Since we use kubernetes version 1.30.1
, we will use the 1.2
version. To install VPA, run this command
kubectl apply -f https://raw.githubusercontent.com/kubernetes/autoscaler/vpa-release-1.2/vertical-pod-autoscaler/deploy/vpa-v1-crd-gen.yaml kubectl apply -f https://raw.githubusercontent.com/kubernetes/autoscaler/vpa-release-1.2/vertical-pod-autoscaler/deploy/vpa-rbac.yaml
We can change the version either 1.2
, 1.1
, or 1.0
based on your Kubernetes version.
Creating a VPA
Before applying VPA, set up Your deployment.yaml
with resources defined
apiVersion: apps/v1
kind: Deployment
metadata:
name: my-deployment-2
spec:
selector:
matchLabels:
app: my-app-2
template:
metadata:
labels:
app: my-app-2
spec:
containers:
- name: my-container
image: nginx
resources:
requests:
memory: "64Mi"
cpu: "125m"
limits:
memory: "128Mi"
cpu: "250m"
Apply this deployment
kubectl apply -f deployment.yaml
Here’s an example to create a vpa.yaml
for a deployment named my-deployment-2
.
apiVersion: autoscaling.k8s.io/v1 kind: VerticalPodAutoscaler metadata: name: my-vpa spec: targetRef: apiVersion: "apps/v1" kind: Deployment name: my-deployment updatePolicy: updateMode: "Auto"
Notice the spec.updatePolicy.updateMode
is set to Auto
, there are 4 modes available for VPA update mode:
- “Auto”: VPA assigns resource requests on pod creation and updates them on existing pods using the preferred update mechanism. Currently, this is equivalent to “Recreate” (see below). Once restart-free (“in-place”) updates of pod requests are available, they may be used as the preferred update mechanism by the “Auto” mode.

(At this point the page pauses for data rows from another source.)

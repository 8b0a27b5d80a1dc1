//! Connection configuration.

use std::fmt;
use std::str::FromStr;
use std::time::Duration;

use serde::{Deserialize, Deserializer};

use crate::error::{CouchError, CouchResult};

/// CouchDB version the wire mapping in this crate was written against.
pub const SUPPORTED_VERSION: &str = "1.5.0";

/// How non-success responses are reported.
#[derive(Debug, Clone, Copy, PartialEq, Eq, Default, Deserialize)]
#[serde(rename_all = "lowercase")]
pub enum ErrorMode {
    /// Failures degrade to `None`, `false` or an empty list.
    #[default]
    Suppress,
    /// Failures become [`CouchError::Server`].
    Surface,
}

impl FromStr for ErrorMode {
    type Err = CouchError;

    fn from_str(s: &str) -> Result<Self, Self::Err> {
        match s.to_ascii_lowercase().as_str() {
            "suppress" => Ok(ErrorMode::Suppress),
            "surface" => Ok(ErrorMode::Surface),
            other => Err(CouchError::Config(format!("unknown error mode '{}'", other))),
        }
    }
}

#[derive(Debug, Clone, Copy, PartialEq, Eq, Default, Deserialize)]
#[serde(rename_all = "lowercase")]
pub enum AuthMethod {
    #[default]
    Basic,
    /// Never send credentials, even when a user is configured.
    None,
}

/// Connection settings, fixed for the lifetime of a [`Client`](crate::Client).
///
/// No value is validated; a bad host or port shows up as a transport error on
/// first use.
#[derive(Clone, Deserialize)]
#[serde(default)]
pub struct ClientConfig {
    /// Name of the caller's primary database.
    pub database: String,
    pub user: Option<String>,
    pub password: Option<String>,
    pub host: String,
    pub port: u16,
    /// Ask the server to flush writes to disk before answering.
    pub full_commit: bool,
    pub auth_method: AuthMethod,
    pub verify_tls: bool,
    /// Request document ids from `/_uuids` instead of generating them locally.
    pub server_uuids: bool,
    pub error_mode: ErrorMode,
    pub tls: bool,
    /// Whole-request timeout. Read from `timeout_secs` in config files.
    #[serde(rename = "timeout_secs", deserialize_with = "duration_from_secs")]
    pub timeout: Duration,
}

impl Default for ClientConfig {
    fn default() -> Self {
        ClientConfig {
            database: "db-test".to_owned(),
            user: None,
            password: None,
            host: "127.0.0.1".to_owned(),
            port: 5984,
            full_commit: true,
            auth_method: AuthMethod::Basic,
            verify_tls: false,
            server_uuids: true,
            error_mode: ErrorMode::Suppress,
            tls: false,
            timeout: Duration::from_secs(30),
        }
    }
}

impl fmt::Debug for ClientConfig {
    fn fmt(&self, f: &mut fmt::Formatter<'_>) -> fmt::Result {
        f.debug_struct("ClientConfig")
            .field("database", &self.database)
            .field("user", &self.user)
            .field("password", &self.password.as_ref().map(|_| "***"))
            .field("host", &self.host)
            .field("port", &self.port)
            .field("full_commit", &self.full_commit)
            .field("auth_method", &self.auth_method)
            .field("verify_tls", &self.verify_tls)
            .field("server_uuids", &self.server_uuids)
            .field("error_mode", &self.error_mode)
            .field("tls", &self.tls)
            .field("timeout", &self.timeout)
            .finish()
    }
}

impl ClientConfig {
    /// Create config from environment variables, keeping defaults for unset ones.
    ///
    /// - `COUCHDB_HOST`, `COUCHDB_PORT`
    /// - `COUCHDB_USER`, `COUCHDB_PASSWORD`
    /// - `COUCHDB_DATABASE`
    /// - `COUCHDB_TLS` (`true`/`false`)
    /// - `COUCHDB_TIMEOUT_SECS`
    /// - `COUCHDB_ERROR_MODE` (`suppress`/`surface`)
    pub fn from_env() -> CouchResult<Self> {
        Self::from_lookup(|key| std::env::var(key).ok())
    }

    fn from_lookup(lookup: impl Fn(&str) -> Option<String>) -> CouchResult<Self> {
        let mut config = ClientConfig::default();

        if let Some(host) = lookup("COUCHDB_HOST") {
            config.host = host;
        }
        if let Some(port) = lookup("COUCHDB_PORT") {
            config.port = parse("COUCHDB_PORT", &port)?;
        }
        if let Some(user) = lookup("COUCHDB_USER") {
            config.user = Some(user);
        }
        if let Some(password) = lookup("COUCHDB_PASSWORD") {
            config.password = Some(password);
        }
        if let Some(database) = lookup("COUCHDB_DATABASE") {
            config.database = database;
        }
        if let Some(tls) = lookup("COUCHDB_TLS") {
            config.tls = parse("COUCHDB_TLS", &tls)?;
        }
        if let Some(timeout) = lookup("COUCHDB_TIMEOUT_SECS") {
            config.timeout = Duration::from_secs(parse("COUCHDB_TIMEOUT_SECS", &timeout)?);
        }
        if let Some(mode) = lookup("COUCHDB_ERROR_MODE") {
            config.error_mode = mode.parse()?;
        }

        Ok(config)
    }

    pub fn with_database(mut self, database: impl Into<String>) -> Self {
        self.database = database.into();
        self
    }

    pub fn with_credentials(mut self, user: impl Into<String>, password: impl Into<String>) -> Self {
        self.user = Some(user.into());
        self.password = Some(password.into());
        self
    }

    pub fn with_host(mut self, host: impl Into<String>) -> Self {
        self.host = host.into();
        self
    }

    pub fn with_port(mut self, port: u16) -> Self {
        self.port = port;
        self
    }

    pub fn with_full_commit(mut self, full_commit: bool) -> Self {
        self.full_commit = full_commit;
        self
    }

    pub fn with_auth_method(mut self, auth_method: AuthMethod) -> Self {
        self.auth_method = auth_method;
        self
    }

    pub fn with_verify_tls(mut self, verify_tls: bool) -> Self {
        self.verify_tls = verify_tls;
        self
    }

    pub fn with_server_uuids(mut self, server_uuids: bool) -> Self {
        self.server_uuids = server_uuids;
        self
    }

    pub fn with_error_mode(mut self, error_mode: ErrorMode) -> Self {
        self.error_mode = error_mode;
        self
    }

    pub fn with_tls(mut self, tls: bool) -> Self {
        self.tls = tls;
        self
    }

    pub fn with_timeout(mut self, timeout: Duration) -> Self {
        self.timeout = timeout;
        self
    }
}

fn parse<T: FromStr>(key: &str, value: &str) -> CouchResult<T> {
    value
        .parse()
        .map_err(|_| CouchError::Config(format!("{} has invalid value '{}'", key, value)))
}

fn duration_from_secs<'de, D: Deserializer<'de>>(deserializer: D) -> Result<Duration, D::Error> {
    u64::deserialize(deserializer).map(Duration::from_secs)
}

- “Recreate”: VPA assigns resource requests on pod creation and updates them on existing pods by evicting them when the requested resources differ significantly from the new recommendation (respecting the Pod Disruption Budget, if defined). This mode should be used rarely, only if you need to ensure that the pods are restarted whenever the resource request changes. Otherwise, prefer the “Auto” mode, which may take advantage of restart-free updates once they are available.
- “Initial”: VPA only assigns resource requests on pod creation and never changes them later.
- “Off”: VPA does not automatically change the resource requirements of the pods. The recommendations are calculated and can be inspected in the VPA object.
Apply this VPA:
kubectl apply -f vpa.yaml
Check Recommendations
kubectl describe vpa my-vpa
In this example, VPA will automatically adjust the resource requests and limits of the pods in the my-deployment deployment.
Conclusion
Autoscaling is a powerful feature that can greatly enhance the performance and efficiency of your applications in a Kubernetes environment. By using Horizontal Pod Autoscaler (HPA) and Vertical Pod Autoscaler (VPA), you can ensure your applications are always running at optimal resource levels.
Horizontal Pod Autoscaler (HPA) helps you manage the number of pod replicas based on resource usage metrics, providing a simple and effective way to scale stateless applications.
Vertical Pod Autoscaler (VPA) adjusts the resource requests and limits of your pods, making it ideal for stateful applications or those where horizontal scaling isn’t feasible.
By following the steps outlined in this guide, you can install and configure both HPA and VPA in your Kubernetes cluster. This will enable your applications to handle varying loads efficiently, ensuring high availability and performance.
Remember, autoscaling is not a one-size-fits-all solution. Always test and monitor your autoscaling configurations to ensure they meet the specific needs of your applications.